About this task ▸ What appears in the data must be reproduced exactly.

───── Supplied data ─────

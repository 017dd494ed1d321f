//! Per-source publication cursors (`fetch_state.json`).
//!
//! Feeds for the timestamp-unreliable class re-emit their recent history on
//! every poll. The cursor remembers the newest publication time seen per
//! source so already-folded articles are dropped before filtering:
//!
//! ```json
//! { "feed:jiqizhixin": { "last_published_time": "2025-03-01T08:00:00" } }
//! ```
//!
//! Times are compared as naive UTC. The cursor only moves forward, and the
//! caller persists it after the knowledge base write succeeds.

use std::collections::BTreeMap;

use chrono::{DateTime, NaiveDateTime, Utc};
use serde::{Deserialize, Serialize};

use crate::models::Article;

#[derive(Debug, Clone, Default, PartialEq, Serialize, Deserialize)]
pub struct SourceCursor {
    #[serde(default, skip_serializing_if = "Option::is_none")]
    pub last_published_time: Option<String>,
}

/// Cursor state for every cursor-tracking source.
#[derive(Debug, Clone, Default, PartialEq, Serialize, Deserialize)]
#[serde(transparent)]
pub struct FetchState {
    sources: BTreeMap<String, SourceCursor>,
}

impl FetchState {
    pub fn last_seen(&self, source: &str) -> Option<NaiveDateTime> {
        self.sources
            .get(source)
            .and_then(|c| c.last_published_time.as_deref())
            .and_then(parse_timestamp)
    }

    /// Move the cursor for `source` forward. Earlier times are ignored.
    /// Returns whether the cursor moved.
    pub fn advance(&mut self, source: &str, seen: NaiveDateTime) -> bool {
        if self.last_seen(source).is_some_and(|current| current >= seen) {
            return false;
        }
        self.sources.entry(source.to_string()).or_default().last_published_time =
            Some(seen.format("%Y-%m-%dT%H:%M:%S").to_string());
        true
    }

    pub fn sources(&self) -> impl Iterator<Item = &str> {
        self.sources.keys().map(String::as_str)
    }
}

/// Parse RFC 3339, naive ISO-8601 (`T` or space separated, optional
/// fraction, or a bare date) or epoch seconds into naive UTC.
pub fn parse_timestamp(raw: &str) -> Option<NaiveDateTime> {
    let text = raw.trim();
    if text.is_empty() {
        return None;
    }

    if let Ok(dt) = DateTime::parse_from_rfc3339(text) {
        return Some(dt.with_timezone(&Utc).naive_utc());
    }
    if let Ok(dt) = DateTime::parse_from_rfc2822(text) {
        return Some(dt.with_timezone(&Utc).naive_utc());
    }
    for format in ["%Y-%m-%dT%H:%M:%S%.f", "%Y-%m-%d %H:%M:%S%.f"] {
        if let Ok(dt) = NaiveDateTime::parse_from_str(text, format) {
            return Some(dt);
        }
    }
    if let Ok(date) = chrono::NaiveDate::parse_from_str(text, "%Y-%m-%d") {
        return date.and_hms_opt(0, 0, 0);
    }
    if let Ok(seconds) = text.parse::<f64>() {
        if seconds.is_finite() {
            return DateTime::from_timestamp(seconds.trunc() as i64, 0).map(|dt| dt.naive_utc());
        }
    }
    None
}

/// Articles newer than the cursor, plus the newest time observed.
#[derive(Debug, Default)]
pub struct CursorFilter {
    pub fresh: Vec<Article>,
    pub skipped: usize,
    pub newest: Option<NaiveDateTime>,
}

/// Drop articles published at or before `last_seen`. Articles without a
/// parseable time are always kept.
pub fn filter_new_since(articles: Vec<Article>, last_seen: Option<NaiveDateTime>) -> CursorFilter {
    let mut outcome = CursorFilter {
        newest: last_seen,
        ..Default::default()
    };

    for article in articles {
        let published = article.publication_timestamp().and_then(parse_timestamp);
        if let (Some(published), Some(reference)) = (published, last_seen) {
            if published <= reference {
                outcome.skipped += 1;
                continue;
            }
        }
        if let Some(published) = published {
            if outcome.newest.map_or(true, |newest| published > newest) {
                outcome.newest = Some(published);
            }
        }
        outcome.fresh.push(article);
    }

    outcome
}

─────

Output of the exercise ▸
repository 017dd494ed1d321f
//! Per-source publication cursors (`fetch_state.json`).
//!
//! Feeds for the timestamp-unreliable class re-emit their recent history on
//! every poll. The cursor remembers the newest publication time seen per
//! source so already-folded articles are dropped before filtering:
//!
//! ```json
//! { "feed:jiqizhixin": { "last_published_time": "2025-03-01T08:00:00" } }
//! ```
//!
//! Times are compared as naive UTC. The cursor only moves forward, and the
//! caller persists it after the knowledge base write succeeds.

use std::collections::BTreeMap;

use chrono::{DateTime, NaiveDateTime, Utc};
use serde::{Deserialize, Serialize};

use crate::models::Article;

#[derive(Debug, Clone, Default, PartialEq, Serialize, Deserialize)]
pub struct SourceCursor {
    #[serde(default, skip_serializing_if = "Option::is_none")]
    pub last_published_time: Option<String>,
}

/// Cursor state for every cursor-tracking source.
#[derive(Debug, Clone, Default, PartialEq, Serialize, Deserialize)]
#[serde(transparent)]
pub struct FetchState {
    sources: BTreeMap<String, SourceCursor>,
}

impl FetchState {
    pub fn last_seen(&self, source: &str) -> Option<NaiveDateTime> {
        self.sources
            .get(source)
            .and_then(|c| c.last_published_time.as_deref())
            .and_then(parse_timestamp)
    }

    /// Move the cursor for `source` forward. Earlier times are ignored.
    /// Returns whether the cursor moved.
    pub fn advance(&mut self, source: &str, seen: NaiveDateTime) -> bool {
        if self.last_seen(source).is_some_and(|current| current >= seen) {
            return false;
        }
        self.sources.entry(source.to_string()).or_default().last_published_time =
            Some(seen.format("%Y-%m-%dT%H:%M:%S").to_string());
        true
    }

    pub fn sources(&self) -> impl Iterator<Item = &str> {
        self.sources.keys().map(String::as_str)
    }
}

/// Parse RFC 3339, naive ISO-8601 (`T` or space separated, optional
/// fraction, or a bare date) or epoch seconds into naive UTC.
pub fn parse_timestamp(raw: &str) -> Option<NaiveDateTime> {
    let text = raw.trim();
    if text.is_empty() {
        return None;
    }

    if let Ok(dt) = DateTime::parse_from_rfc3339(text) {
        return Some(dt.with_timezone(&Utc).naive_utc());
    }
    if let Ok(dt) = DateTime::parse_from_rfc2822(text) {
        return Some(dt.with_timezone(&Utc).naive_utc());
    }
    for format in ["%Y-%m-%dT%H:%M:%S%.f", "%Y-%m-%d %H:%M:%S%.f"] {
        if let Ok(dt) = NaiveDateTime::parse_from_str(text, format) {
            return Some(dt);
        }
    }
    if let Ok(date) = chrono::NaiveDate::parse_from_str(text, "%Y-%m-%d") {
        return date.and_hms_opt(0, 0, 0);
    }
    if let Ok(seconds) = text.parse::<f64>() {
        if seconds.is_finite() {
            return DateTime::from_timestamp(seconds.trunc() as i64, 0).map(|dt| dt.naive_utc());
        }
    }
    None
}

/// Articles newer than the cursor, plus the newest time observed.
#[derive(Debug, Default)]
pub struct CursorFilter {
    pub fresh: Vec<Article>,
    pub skipped: usize,
    pub newest: Option<NaiveDateTime>,
}

/// Drop articles published at or before `last_seen`. Articles without a
/// parseable time are always kept.
pub fn filter_new_since(articles: Vec<Article>, last_seen: Option<NaiveDateTime>) -> CursorFilter {
    let mut outcome = CursorFilter {
        newest: last_seen,
        ..Default::default()
    };

    for article in articles {
        let published = article.publication_timestamp().and_then(parse_timestamp);
        if let (Some(published), Some(reference)) = (published, last_seen) {
            if published <= reference {
                outcome.skipped += 1;
                continue;
            }
        }
        if let Some(published) = published {
            if outcome.newest.map_or(true, |newest| published > newest) {
                outcome.newest = Some(published);
            }
        }
        outcome.fresh.push(article);
    }

    outcome
}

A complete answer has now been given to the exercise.